The U.S. Securities and Exchange Commission (SEC) announced Tuesday that it will close to double its cryptocurrency enforcement, adding an additional 20 positions to the Crypto Asset and Cyber Unit – which was recently renamed the “Cyber Unit”. The total number of employees will rise from 30 to 50, increasing the agency’s ability to prosecute securities infringements related to new cryptocurrencies.
In press releasethe SEC cited a prosperous period for crypto markets and a responsible responsibility to keep investors safe from the growing risk of fraudulent investment schemes.
“Crypto markets have exploded in recent years, with retail investors carrying most of the abuses in this space. Meanwhile, cyber-related threats continue to pose existential risks to our financial markets and participants,” said Gurbir S. Grewal, director from the SEC’s Enforcement Division. “The enhanced Crypto Assets and Cyber Unit will be at the forefront of protecting investors and ensuring fair and orderly markets in the face of these critical challenges,” Grewal said.
As cryptocurrency became more available to retail investors, fraud and abuse continued. One prominent type of scam is known as carpet pull, where project operators ask for an investment, promise big profits and just run away with the money – as happened recently with a collection of 3D avatars called Frosties and a crypto token inspired by Netflix’s hit show Squid game.
In its announcement, the SEC expressed particular interest in crimes related to staking and lending platforms, decentralized financial services (DeFi), stable currencies and NFTs. The newly created staff positions would include investigative lawyers, trial counsel and fraud analysts, the SEC said.
“The Crypto Assets and Cyber Unit of the Enforcement Division has successfully brought dozens of cases against those aimed at taking advantage of investors in crypto markets,” SEC President Gary Gensler said in a statement. “By nearly doubling the size of this key unit, the SEC will be better equipped to control vulnerabilities in the crypto markets while continuing to identify overt and covert cybersecurity issues.”
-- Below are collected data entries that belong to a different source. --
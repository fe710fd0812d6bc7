mod build;
mod eval;
mod flake;
mod ls_store;
mod path_info;
mod run;
mod show_derivation;

use crate::command::{CommandRegistry, CommandSpec, RegistryError};

/// The commands `sprout` ships with.
pub fn builtin_registry() -> Result<CommandRegistry, RegistryError> {
  let table = [
    ("build", CommandSpec::of::<build::BuildCommand>("Build installables and print their output paths")),
    ("eval", CommandSpec::of::<eval::EvalCommand>("Evaluate an installable and print its value")),
    ("run", CommandSpec::of::<run::RunCommand>("Run an app")),
    ("path-info", CommandSpec::of::<path_info::PathInfoCommand>("Show information about store paths")),
    (
      "show-derivation",
      CommandSpec::of::<show_derivation::ShowDerivationCommand>("Show the derivations behind installables as JSON"),
    ),
    ("ls-store", CommandSpec::of::<ls_store::LsStoreCommand>("List the files of a store path")),
    ("flake", CommandSpec::of::<flake::FlakeCommand>("Manage flakes and flake registries")),
  ];

  let mut registry = CommandRegistry::new();
  for (name, spec) in table {
    registry.register(name, spec)?;
  }
  Ok(registry)
}
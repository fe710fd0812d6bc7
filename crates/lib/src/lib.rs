//! sprout-lib: resolving and realising installables.
//!
//! - `store`: the content-addressed store (`Store` trait, `LocalStore`)
//! - `eval`: the Lua evaluator and the values it produces
//! - `flake`: flake references, registries, lock files and fetching
//! - `installable`: what users name on the command line, and its parser
//! - `build`: realising installables into store paths

pub mod build;
pub mod consts;
pub mod eval;
pub mod flake;
pub mod installable;
pub mod platform;
pub mod store;
pub mod util;
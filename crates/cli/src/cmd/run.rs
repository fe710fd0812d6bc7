//! Implementation of the `sprout run` command.
//!
//! The installable must evaluate to an app. Store paths in the app's context
//! that are not valid yet are built from their recorded derivers before the
//! program starts.

use std::collections::BTreeSet;
use std::process::{Command as Process, ExitStatus};

use anyhow::{Context, Result};
use clap::Args;
use tracing::{debug, info};

use sprout_lib::installable::InstallableError;
use sprout_lib::store::{BuildRequest, Store, StorePath};

use crate::command::{Command, Exit, InstallableArg, SearchPaths};

/// Apps live under `apps.<system>` with `defaultApp.<system>` as the default.
struct AppSearch;

impl SearchPaths for AppSearch {
  fn default_attr_paths(&self, system: &str) -> Vec<String> {
    vec![format!("defaultApp.{system}")]
  }

  fn prefixes(&self, system: &str) -> Vec<String> {
    vec![format!("apps.{system}.")]
  }
}

#[derive(Args)]
pub struct RunCommand {
  #[command(flatten)]
  arg: InstallableArg,

  /// Arguments passed to the program
  #[arg(last = true, value_name = "ARGS")]
  args: Vec<String>,
}

impl Command for RunCommand {
  fn run(&mut self) -> Result<()> {
    let installable = self.arg.installable(&AppSearch)?;
    let evaluator = self.arg.source.eval.get_eval_state()?;
    let store = self.arg.source.eval.get_store()?;

    let app = installable.to_app(evaluator.as_ref())?;
    realise_context(store.as_ref(), &installable.what(), &app.context)?;

    info!(program = %app.program.display(), "running app");
    let status = Process::new(&app.program)
      .args(&self.args)
      .status()
      .with_context(|| format!("Failed to run '{}'", app.program.display()))?;

    match exit_for(status) {
      Some(exit) => Err(exit.into()),
      None => Ok(()),
    }
  }
}

/// The exit a failed program passes on; killed programs exit with 1.
fn exit_for(status: ExitStatus) -> Option<Exit> {
  if status.success() {
    return None;
  }
  let code = status.code().and_then(|code| u8::try_from(code).ok()).unwrap_or(1);
  Some(Exit(code.max(1)))
}

/// Build every context path that is not valid yet, in one batch.
fn realise_context(store: &dyn Store, what: &str, context: &BTreeSet<StorePath>) -> Result<(), InstallableError> {
  let mut requests = BTreeSet::new();
  for path in context {
    if store.is_valid_path(path).map_err(InstallableError::store(what))? {
      continue;
    }
    let deriver = store
      .query_deriver(path)
      .map_err(InstallableError::store(what))?
      .ok_or_else(|| InstallableError::NoDeriver {
        what: what.to_string(),
        path: path.clone(),
      })?;
    debug!(path = %path, deriver = %deriver, "context path needs building");
    requests.insert(BuildRequest::all_outputs(deriver));
  }

  if requests.is_empty() {
    return Ok(());
  }
  let requests: Vec<BuildRequest> = requests.into_iter().collect();
  store
    .build_paths(&requests)
    .map_err(InstallableError::store(what))
}
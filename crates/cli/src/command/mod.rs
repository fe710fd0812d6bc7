//! Building blocks shared by the subcommands.
//!
//! Each subcommand is a clap `Args` struct assembled from the capability
//! structs in this module (store access, evaluation, lock file flags, source
//! expressions and installables) and implements [`Command`].

pub mod eval;
pub mod flake_lock;
pub mod installables;
pub mod registry;
pub mod source_expr;
pub mod store;

use anyhow::Result;

pub use eval::EvalArgs;
pub use flake_lock::FlakeLockArgs;
pub use installables::{InstallableArg, InstallablesArgs, StorePathArg, StorePathsArgs};
pub use registry::{CommandRegistry, CommandSpec, RegistryError};
pub use source_expr::{PackageSearch, SearchPaths, SourceExprArgs};
pub use store::StoreArgs;

pub trait Command {
  fn run(&mut self) -> Result<()>;
}

/// Returned by a command that should exit with `code` without an error message.
#[derive(Debug, thiserror::Error)]
#[error("exited with status {0}")]
pub struct Exit(pub u8);
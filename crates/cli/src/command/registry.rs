//! The table of subcommands `main` dispatches to.

use std::collections::BTreeMap;

use clap::{ArgMatches, Args, FromArgMatches};
use thiserror::Error;

use super::Command;

#[derive(Debug, Error, PartialEq, Eq)]
pub enum RegistryError {
  #[error("command '{0}' is already registered")]
  Duplicate(String),
}

pub type Factory = fn(&ArgMatches) -> Result<Box<dyn Command>, clap::Error>;

/// How to describe, parse and construct one subcommand.
#[derive(Clone, Copy)]
pub struct CommandSpec {
  pub about: &'static str,
  /// Adds the command's arguments to its clap definition.
  pub augment: fn(clap::Command) -> clap::Command,
  pub factory: Factory,
}

impl CommandSpec {
  /// The description of a command whose arguments are derived with clap.
  pub fn of<T>(about: &'static str) -> Self
  where
    T: Args + FromArgMatches + Command + 'static,
  {
    Self {
      about,
      augment: T::augment_args,
      factory: |matches| Ok(Box::new(T::from_arg_matches(matches)?)),
    }
  }
}

#[derive(Default)]
pub struct CommandRegistry {
  commands: BTreeMap<&'static str, CommandSpec>,
}

impl CommandRegistry {
  pub fn new() -> Self {
    Self::default()
  }

  /// Every command shipped with sprout.
  pub fn builtin() -> Result<Self, RegistryError> {
    crate::cmd::builtin_registry()
  }

  pub fn register(&mut self, name: &'static str, spec: CommandSpec) -> Result<(), RegistryError> {
    if self.commands.contains_key(name) {
      return Err(RegistryError::Duplicate(name.to_string()));
    }
    self.commands.insert(name, spec);
    Ok(())
  }

  pub fn lookup(&self, name: &str) -> Option<&CommandSpec> {
    self.commands.get(name)
  }

  /// Attach every registered command to `root` as a subcommand.
  pub fn augment(&self, mut root: clap::Command) -> clap::Command {
    for (name, spec) in &self.commands {
      root = root.subcommand((spec.augment)(clap::Command::new(*name).about(spec.about)));
    }
    root
  }
}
Since taking office as SEC chair in 2021, Gensler has often emphasized the need for more power and resources to regulate cryptocurrency. In August 2021, he described the industry as the “Wild West” in terms of investment protection, calling on Congress to expand the agency’s authority to regulate trading and lending platforms. Shortly afterwards, the SEC filed its first charges against a DeFi platform, accusing the operators of the Cayman Islands-based Blockchain Credit Partners of unrecorded sales of more than $ 30 million in securities.
While the expansion of the cryptocurrency enforcement team is a boon for Gensler, it is unclear whether it will be enough to meet the full range of the agency’s ambitions in the field. Earlier, Gensler highlighted the huge number of newly launched products and services that could be categorized under the SEC’s mandate, citing 6,000 new projects in need of evaluation to determine whether they qualify as securities under U.S. law.